John Cummings – the guy he eventually called – grins broadly. He likes this story as much as Morgan does. As a newly minted special ranger for the Texas and Southwestern Cattle Raisers Association, he's part of an elite cadre – a 29-member task force roaming 96.5 million miles across Oklahoma and Texas, investigating agriculture thefts by authority of the Oklahoma State Bureau of Investigation and/or the Texas Department of Public Safety.

A lot of people think cattle rustling and horse thievery went out with the Conestoga wagon. They didn't. In fact, the problem has been increasing in recent years, especially in Texas and Oklahoma, where, until recently, a three-year drought increased the price of beef and thus thefts. Last year alone, rangers working the region recovered nearly $5 million in stolen property, including 3,716 head of cattle, 144 horses, 10 trailers, and 18 saddles.

It's a job some say is too big, too specialized for mainstream law enforcement to handle. So for the past 130 years, the "good guys in the white hats" – and these guys do wear white hats – have filled the breach, trying to learn new ways to cope with an old crime.

It's tougher than it used to be. Cattle rustlers were once limited to what they could round up and herd off on horseback. Now, fast cars and faster highways allow for rapid transport of stolen goods. A thief can steal a trailer of cattle in Houston and sell them in Baton Rouge by daylight for a cool $20,000. Absentee ranchers, lax branding practices, and auction yards where a man's handshake is a contract compound the problem. Imagine trying to find 20 unbranded Black Angus cattle being sold at any of the hundreds of stockyards across the region. The Oklahoma National Stockyards sees as many as 14,000 head change hands each week.

***

Today's a good day for Mr. Cummings. Less than a month on the job, the Morgan theft was his first case, and he's just visiting to go over final details – dropping off a disc containing the thieves' confessions and making sure the last of Morgan's saddles are on their way from Florida, where they were eventually found.
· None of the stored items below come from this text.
//! Application settings loaded via OrthoConfig.

use std::net::SocketAddr;
use std::path::PathBuf;

use ortho_config::OrthoConfig;
use serde::Deserialize;

use accounts::domain::{DEFAULT_RESET_TOKEN_TTL_MINUTES, PasswordRules};

const DEFAULT_BIND_ADDR: &str = "0.0.0.0:8080";
const DEFAULT_RESET_LINK_BASE: &str = "/reset-password";

/// Server settings layered from defaults, a config file, `ACCOUNTS_*`
/// environment variables and command-line flags.
#[derive(Debug, Clone, Deserialize, OrthoConfig)]
#[ortho_config(prefix = "ACCOUNTS")]
pub struct AppSettings {
    /// Socket address to listen on.
    pub bind_addr: Option<String>,
    /// PostgreSQL connection string; in-memory storage when absent.
    pub database_url: Option<String>,
    /// Maximum PostgreSQL connections held by the pool.
    pub database_pool_size: Option<u32>,
    /// Create the built-in admin and user accounts on startup.
    #[ortho_config(default = false)]
    pub seed_users: bool,
    /// Append audit records to this file instead of the `audit` log target.
    pub audit_log_path: Option<PathBuf>,
    /// Prefix of the links sent by the reset notifier.
    pub reset_link_base: Option<String>,
    /// Lifetime of password reset tokens.
    pub reset_token_ttl_minutes: Option<i64>,
    pub password_min_length: Option<usize>,
    pub password_mixed_case: Option<bool>,
    pub password_numbers: Option<bool>,
    pub password_symbols: Option<bool>,
}

impl AppSettings {
    /// Configured bind address, defaulting to `0.0.0.0:8080`.
    ///
    /// # Errors
    ///
    /// Returns an [`std::io::Error`] of kind `InvalidInput` when the address
    /// does not parse.
    pub fn bind_addr(&self) -> std::io::Result<SocketAddr> {
        let raw = self.bind_addr.as_deref().unwrap_or(DEFAULT_BIND_ADDR);
        raw.parse().map_err(|err| {
            std::io::Error::new(
                std::io::ErrorKind::InvalidInput,
                format!("invalid bind_addr '{raw}': {err}"),
            )
        })
    }

    /// Database URL, ignoring blank values.
    pub fn database_url(&self) -> Option<&str> {
        self.database_url
            .as_deref()
            .map(str::trim)
            .filter(|url| !url.is_empty())
    }

    pub fn reset_link_base(&self) -> &str {
        self.reset_link_base
            .as_deref()
            .unwrap_or(DEFAULT_RESET_LINK_BASE)
    }

    /// Reset token lifetime; non-positive values fall back to the default.
    pub fn reset_token_ttl(&self) -> chrono::Duration {
        let minutes = self
            .reset_token_ttl_minutes
            .filter(|minutes| *minutes > 0)
            .unwrap_or(DEFAULT_RESET_TOKEN_TTL_MINUTES);
        chrono::Duration::minutes(minutes)
    }

    /// Password rules with unset fields taken from [`PasswordRules::default`].
    pub fn password_rules(&self) -> PasswordRules {
        let defaults = PasswordRules::default();
        PasswordRules {
            min_length: self.password_min_length.unwrap_or(defaults.min_length),
            mixed_case: self.password_mixed_case.unwrap_or(defaults.mixed_case),
            numbers: self.password_numbers.unwrap_or(defaults.numbers),
            symbols: self.password_symbols.unwrap_or(defaults.symbols),
        }
    }
}

/// Load settings from the process arguments and environment.
///
/// # Errors
///
/// Configuration errors are surfaced as [`std::io::Error`] so `main` can
/// return them directly.
pub fn load_settings() -> std::io::Result<AppSettings> {
    AppSettings::load_from_iter(std::env::args_os())
        .map_err(|err| std::io::Error::other(format!("failed to load settings: {err}")))
}

#[cfg(test)]
mod tests {
    use std::ffi::OsString;

    use env_lock::lock_env;
    use rstest::rstest;

    use super::*;

    const VARS: [&str; 12] = [
        "ACCOUNTS_BIND_ADDR",
        "ACCOUNTS_DATABASE_URL",
        "ACCOUNTS_DATABASE_POOL_SIZE",
        "ACCOUNTS_SEED_USERS",
        "ACCOUNTS_AUDIT_LOG_PATH",
        "ACCOUNTS_RESET_LINK_BASE",
        "ACCOUNTS_RESET_TOKEN_TTL_MINUTES",
        "ACCOUNTS_PASSWORD_MIN_LENGTH",
        "ACCOUNTS_PASSWORD_MIXED_CASE",
        "ACCOUNTS_PASSWORD_NUMBERS",
        "ACCOUNTS_PASSWORD_SYMBOLS",
        "ACCOUNTS_CONFIG_PATH",
    ];

    fn load_with(overrides: &[(&str, &str)]) -> AppSettings {
        let vars = VARS.map(|name| {
            let value = overrides
                .iter()
                .find(|(key, _)| *key == name)
                .map(|(_, value)| (*value).to_owned());
            (name, value)
        });
        let _guard = lock_env(vars);
        AppSettings::load_from_iter([OsString::from("accounts")]).expect("settings should load")
    }

    #[rstest]
    fn defaults_apply_when_nothing_is_set() {
        let settings = load_with(&[]);

        assert_eq!(
            settings.bind_addr().expect("default addr"),
            "0.0.0.0:8080".parse::<SocketAddr>().expect("addr")
        );
        assert!(settings.database_url().is_none());
        assert!(settings.database_pool_size.is_none());
        assert!(!settings.seed_users);
        assert!(settings.audit_log_path.is_none());
        assert_eq!(settings.reset_link_base(), "/reset-password");
        assert_eq!(settings.reset_token_ttl(), chrono::Duration::minutes(60));
        assert_eq!(settings.password_rules(), PasswordRules::default());
    }

    #[rstest]
    fn environment_overrides_are_respected() {
        let settings = load_with(&[
            ("ACCOUNTS_BIND_ADDR", "127.0.0.1:9000"),
            ("ACCOUNTS_DATABASE_URL", "postgres://db/accounts"),
            ("ACCOUNTS_DATABASE_POOL_SIZE", "4"),
            ("ACCOUNTS_SEED_USERS", "true"),
            ("ACCOUNTS_AUDIT_LOG_PATH", "/tmp/audit.jsonl"),
            ("ACCOUNTS_RESET_TOKEN_TTL_MINUTES", "15"),
            ("ACCOUNTS_PASSWORD_MIN_LENGTH", "12"),
            ("ACCOUNTS_PASSWORD_SYMBOLS", "false"),
        ]);

        assert_eq!(
            settings.bind_addr().expect("addr"),
            "127.0.0.1:9000".parse::<SocketAddr>().expect("addr")
        );
        assert_eq!(settings.database_url(), Some("postgres://db/accounts"));
        assert_eq!(settings.database_pool_size, Some(4));
        assert!(settings.seed_users);
        assert_eq!(
            settings.audit_log_path,
            Some(PathBuf::from("/tmp/audit.jsonl"))
        );
        assert_eq!(settings.reset_token_ttl(), chrono::Duration::minutes(15));
        assert_eq!(
            settings.password_rules(),
            PasswordRules {
                min_length: 12,
                symbols: false,
                ..PasswordRules::default()
            }
        );
    }

    #[rstest]
    #[case(Some("   "), None)]
    #[case(Some("postgres://x"), Some("postgres://x"))]
    #[case(None, None)]
    fn blank_database_url_means_in_memory(
        #[case] raw: Option<&str>,
        #[case] expected: Option<&str>,
    ) {
        let settings = AppSettings {
            database_url: raw.map(str::to_owned),
            ..blank()
        };
        assert_eq!(settings.database_url(), expected);
    }

    #[rstest]
    #[case(Some(0))]
    #[case(Some(-5))]
    fn non_positive_ttl_falls_back_to_default(#[case] minutes: Option<i64>) {
        let settings = AppSettings {
            reset_token_ttl_minutes: minutes,
            ..blank()
        };
        assert_eq!(settings.reset_token_ttl(), chrono::Duration::minutes(60));
    }

    #[rstest]
    fn malformed_bind_addr_is_rejected() {
        let settings = AppSettings {
            bind_addr: Some("not an address".to_owned()),
            ..blank()
        };
        let err = settings.bind_addr().expect_err("invalid");
        assert_eq!(err.kind(), std::io::ErrorKind::InvalidInput);
    }

    fn blank() -> AppSettings {
        AppSettings {
            bind_addr: None,
            database_url: None,
            database_pool_size: None,
            seed_users: false,
            audit_log_path: None,
            reset_link_base: None,
            reset_token_ttl_minutes: None,
            password_min_length: None,
            password_mixed_case: None,
            password_numbers: None,
            password_symbols: None,
        }
    }
}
Dressed in typical ranger wear – jeans, Carhartt button-down shirt, and a substantial cowboy hat – Cummings eases his stocky body into a worn recliner and makes small talk with Morgan and his wife, Nellie. Though not a rancher himself, too clean-shaven and polite to fit the image of a leathery cowboy, he does run a small cow/calf herd – "just enough to play with." It's clear that his country upbringing, days spent roaming the fields, riding horses, baling hay, and raising pigs for competitions, has served him well. He says because of the way he was brought up, he understands people like the Morgans and respects their way of life – a way of life he hopes in some small way to preserve.